■ **YOUR INSTRUCTIONS**
All lines up to and including the one that contains "review. Retries are" are to be transcribed exactly, starting from the first line of the records.

■ **DATASET CONTENT**
//! Gate enforcement authority.
//!
//! Decides whether an accumulated gate set requires an explicit review from
//! the caller, and applies verdicts and escalation actions to a pending
//! review. Retries are bounded by `max_attempts`.

use serde::{Deserialize, Serialize};
use tracing::debug;

use crate::core::gates::{GateDefinition, GateKind, GateSource, ParsedVerdict, PassCriterion, Verdict};
use crate::core::session::{GateReviewPrompt, PendingGateReview, ReviewAttempt};

pub const DEFAULT_REVIEW_MAX_ATTEMPTS: u32 = 2;

/// Caller choice once a review or verification loop escalates.
#[derive(Debug, Clone, Copy, PartialEq, Eq, Serialize, Deserialize)]
#[serde(rename_all = "lowercase")]
pub enum GateAction {
    Retry,
    Skip,
    Abort,
}

impl GateAction {
    pub fn parse(raw: &str) -> Option<Self> {
        match raw.trim().to_ascii_lowercase().as_str() {
            "retry" => Some(Self::Retry),
            "skip" => Some(Self::Skip),
            "abort" => Some(Self::Abort),
            _ => None,
        }
    }

    pub fn as_str(self) -> &'static str {
        match self {
            Self::Retry => "retry",
            Self::Skip => "skip",
            Self::Abort => "abort",
        }
    }
}

/// Result of applying a verdict to a pending review.
#[derive(Debug, Clone, Copy, PartialEq, Eq)]
pub enum ReviewOutcome {
    /// Review cleared; the chain may advance.
    Passed,
    /// Failed but attempts remain; the review stays pending.
    Retry,
    /// Attempt budget exhausted; waiting for a `gate_action`.
    Escalated,
}

/// Result of applying a `gate_action` to an exhausted review.
#[derive(Debug, Clone, Copy, PartialEq, Eq)]
pub enum ActionOutcome {
    /// Attempt count reset; the review stays pending.
    Reset,
    /// Review dropped; the chain advances with the current output.
    Skipped,
    /// The session must be aborted.
    Aborted,
}

#[derive(Debug, Clone)]
pub struct GateEnforcementAuthority {
    max_attempts: u32,
}

impl Default for GateEnforcementAuthority {
    fn default() -> Self {
        Self::new(DEFAULT_REVIEW_MAX_ATTEMPTS)
    }
}

impl GateEnforcementAuthority {
    pub fn new(max_attempts: u32) -> Self {
        Self {
            max_attempts: max_attempts.max(1),
        }
    }

    pub fn max_attempts(&self) -> u32 {
        self.max_attempts
    }

    /// Gates the caller must explicitly judge.
    ///
    /// Explicitly requested gates (temporary, client-selected, inline) are
    /// enforced; registry and methodology gates only when declared blocking.
    pub fn is_enforced(&self, gate: &GateDefinition, source: GateSource) -> bool {
        let explicit = source.priority() >= GateSource::TemporaryRequest.priority();
        let reviewable = gate
            .criteria
            .iter()
            .any(|c| !matches!(c, PassCriterion::ShellVerify { .. }));
        gate.kind == GateKind::Validation && reviewable && (gate.blocking || explicit)
    }

    /// Build a pending review when any gate is enforced.
    pub fn review_for(
        &self,
        gates: &[(GateDefinition, GateSource)],
        step_number: u32,
        now: i64,
    ) -> Option<PendingGateReview> {
        let enforced: Vec<&GateDefinition> = gates
            .iter()
            .filter(|(gate, source)| self.is_enforced(gate, *source))
            .map(|(gate, _)| gate)
            .collect();
        if enforced.is_empty() {
            return None;
        }
        let prompts: Vec<GateReviewPrompt> = enforced
            .iter()
            .map(|gate| GateReviewPrompt {
                gate_id: gate.id.clone(),
                prompt: gate.review_prompt(),
            })
            .collect();
        let combined_prompt = prompts
            .iter()
            .map(|p| format!("- {}", p.prompt.replace('\n', "\n  ")))
            .collect::<Vec<_>>()
            .join("\n");
        debug!(gates = prompts.len(), step_number, "gate review required");
        Some(PendingGateReview {
            gate_ids: enforced.iter().map(|g| g.id.clone()).collect(),
            combined_prompt,
            prompts,
            created_at: now,
            attempt_count: 0,
            max_attempts: self.max_attempts,
            step_number,
            history: Vec::new(),
        })
    }

    pub fn apply_verdict(
        &self,
        review: &mut PendingGateReview,
        verdict: &ParsedVerdict,
        now: i64,
    ) -> ReviewOutcome {
        review.history.push(ReviewAttempt {
            verdict: verdict.verdict.as_str().to_string(),
            rationale: verdict.rationale.clone(),
            at: now,
        });
        match verdict.verdict {
            Verdict::Pass => ReviewOutcome::Passed,
            Verdict::Fail => {
                review.attempt_count += 1;
                if review.is_exhausted() {
                    ReviewOutcome::Escalated
                } else {
                    ReviewOutcome::Retry
                }
            }
        }
    }

    pub fn apply_action(&self, review: &mut PendingGateReview, action: GateAction) -> ActionOutcome {
        match action {
            GateAction::Retry => {
                review.attempt_count = 0;
                ActionOutcome::Reset
            }
            GateAction::Skip => ActionOutcome::Skipped,
            GateAction::Abort => ActionOutcome::Aborted,
        }
    }
}

/// Call-to-action text for a pending review.
pub fn render_review(review: &PendingGateReview) -> String {
    let mut out = format!(
        "## Gate Review Required (attempt {}/{})\n\nEvaluate your response for step {} against these gates:\n\n{}\n",
        review.attempt_count + 1,
        review.max_attempts,
        review.step_number,
        review.combined_prompt
    );
    if let Some(last) = review.history.last()
        && last.verdict == Verdict::Fail.as_str()
    {
        out.push_str(&format!(
            "\nPrevious review failed: {}\nRevise the output, include the revision in `user_response`, then review again.\n",
            last.rationale
        ));
    }
    out.push_str(
        "\nReply with `gate_verdict` set to `GATE_REVIEW: PASS - <reason>` or `GATE_REVIEW: FAIL - <reason>`.",
    );
    out
}

/// Escalation text once the review budget is exhausted.
pub fn render_review_escalation(review: &PendingGateReview) -> String {
    let reason = review
        .history
        .last()
        .map(|a| a.rationale.as_str())
        .unwrap_or("no rationale given");
    format!(
        "## Gate Review Escalation\n\nThe response for step {} failed review {} time(s) (limit {}).\nLast failure: {reason}\n\n{}",
        review.step_number,
        review.attempt_count,
        review.max_attempts,
        escalation_choices("review")
    )
}

/// Shared `gate_action` menu.
pub fn escalation_choices(subject: &str) -> String {
    format!(
        "Resend with `chain_id` and `gate_action` set to one of:\n\
- `retry`: reset the attempt count and run the {subject} again\n\
- `skip`: accept the current output and continue the chain\n\
- `abort`: stop this chain"
    )
}

#[cfg(test)]
mod tests {
    use super::*;
    use crate::core::gates::{GateActivation, GateCategory, VerdictSource};

    fn gate(id: &str, blocking: bool) -> GateDefinition {
        GateDefinition {
            id: id.to_string(),
            name: id.to_string(),
            kind: GateKind::Validation,
            category: GateCategory::Custom,
            guidance: String::new(),
            criteria: vec![PassCriterion::SelfReview {
                criteria: "cite sources".to_string(),
            }],
            blocking,
            activation: GateActivation::default(),
        }
    }

    fn verdict(v: Verdict) -> ParsedVerdict {
        ParsedVerdict {
            verdict: v,
            rationale: "because".to_string(),
            source: VerdictSource::GateVerdict,
            pattern: "bare",
        }
    }

    #[test]
    fn registry_gate_without_blocking_is_not_reviewed() {
        let authority = GateEnforcementAuthority::default();
        let gates = vec![(gate("code-quality", false), GateSource::RegistryAuto)];
        assert!(authority.review_for(&gates, 1, 0).is_none());
    }

    #[test]
    fn inline_gate_requires_review() {
        let authority = GateEnforcementAuthority::default();
        let gates = vec![
            (gate("inline-1", true), GateSource::InlineOperator),
            (gate("code-quality", false), GateSource::ClientSelection),
        ];
        let review = authority.review_for(&gates, 2, 7).expect("review");
        assert_eq!(review.gate_ids, vec!["inline-1", "code-quality"]);
        assert_eq!(review.max_attempts, 2);
        assert_eq!(review.step_number, 2);
        assert!(review.combined_prompt.contains("cite sources"));
    }

    #[test]
    fn fail_verdicts_escalate_at_budget() {
        let authority = GateEnforcementAuthority::new(2);
        let gates = vec![(gate("g", true), GateSource::InlineOperator)];
        let mut review = authority.review_for(&gates, 1, 0).expect("review");

        assert_eq!(authority.apply_verdict(&mut review, &verdict(Verdict::Fail), 1), ReviewOutcome::Retry);
        assert_eq!(review.attempt_count, 1);
        assert_eq!(
            authority.apply_verdict(&mut review, &verdict(Verdict::Fail), 2),
            ReviewOutcome::Escalated
        );
        assert!(render_review_escalation(&review).contains("`retry`"));

        assert_eq!(authority.apply_action(&mut review, GateAction::Retry), ActionOutcome::Reset);
        assert_eq!(review.attempt_count, 0);
        assert_eq!(authority.apply_verdict(&mut review, &verdict(Verdict::Pass), 3), ReviewOutcome::Passed);
        assert_eq!(review.history.len(), 3);
    }

    #[test]
    fn review_text_mentions_previous_failure() {
        let authority = GateEnforcementAuthority::new(3);
        let gates = vec![(gate("g", true), GateSource::InlineOperator)];
        let mut review = authority.review_for(&gates, 1, 0).expect("review");
        authority.apply_verdict(&mut review, &verdict(Verdict::Fail), 1);
        let text = render_review(&review);
        assert!(text.contains("attempt 2/3"));
        assert!(text.contains("Previous review failed: because"));
        assert!(text.contains("GATE_REVIEW: PASS"));
    }

    #[test]
    fn gate_action_parses_case_insensitively() {
        assert_eq!(GateAction::parse("RETRY"), Some(GateAction::Retry));
        assert_eq!(GateAction::parse(" skip "), Some(GateAction::Skip));
        assert_eq!(GateAction::parse("later"), None);
    }
}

■ **SOLUTION TO THIS TASK**
//! Gate enforcement authority.
//!
//! Decides whether an accumulated gate set requires an explicit review from
//! the caller, and applies verdicts and escalation actions to a pending
//! review. Retries are bounded by `max_attempts`.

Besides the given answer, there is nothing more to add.